> _Try it_
Each line of the listing that includes the string "contains" needs to be located and copied.

== Segment start ==

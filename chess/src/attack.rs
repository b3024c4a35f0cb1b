//! Check and game end detection

use crate::board::Board;
use crate::movegen::{self, SquareList};
use crate::types::{Color, Outcome, Square};

/// Returns the pieces of color `by` which can capture on `sq`
///
/// The pieces are returned in row-major order. Only pseudo-legal moves are considered, so a
/// pinned piece is still an attacker.
pub fn attackers(b: &Board, sq: Square, by: Color) -> SquareList {
    b.pieces(by)
        .map(|(src, _)| src)
        .filter(|&src| movegen::pseudo_legal(b, src).contains(&sq))
        .collect()
}

fn is_attacked(b: &Board, sq: Square, by: Color) -> bool {
    b.pieces(by)
        .any(|(src, _)| movegen::pseudo_legal(b, src).contains(&sq))
}

/// Returns `true` if the king of color `c` is attacked by some opposing piece
///
/// If there is no king of color `c` on the board, it is not in check.
pub fn in_check(b: &Board, c: Color) -> bool {
    match b.king_pos(c) {
        Some(king) => is_attacked(b, king, c.inv()),
        None => false,
    }
}

/// Returns `true` if side `c` is in check and cannot escape it
#[inline]
pub fn is_checkmate(b: &Board, c: Color) -> bool {
    in_check(b, c) && !movegen::has_legal_moves(b, c)
}

/// Returns `true` if side `c` is not in check, but has no legal moves
#[inline]
pub fn is_stalemate(b: &Board, c: Color) -> bool {
    !in_check(b, c) && !movegen::has_legal_moves(b, c)
}

/// Returns the outcome of the game if side `c` is to move, or `None` if the game goes on
pub fn outcome(b: &Board, c: Color) -> Option<Outcome> {
    if movegen::has_legal_moves(b, c) {
        return None;
    }
    if in_check(b, c) {
        Some(Outcome::Checkmate { winner: c.inv() })
    } else {
        Some(Outcome::Stalemate)
    }
}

== Segment end ==

> _Task response_
        .filter(|&src| movegen::pseudo_legal(b, src).contains(&sq))
        .any(|(src, _)| movegen::pseudo_legal(b, src).contains(&sq))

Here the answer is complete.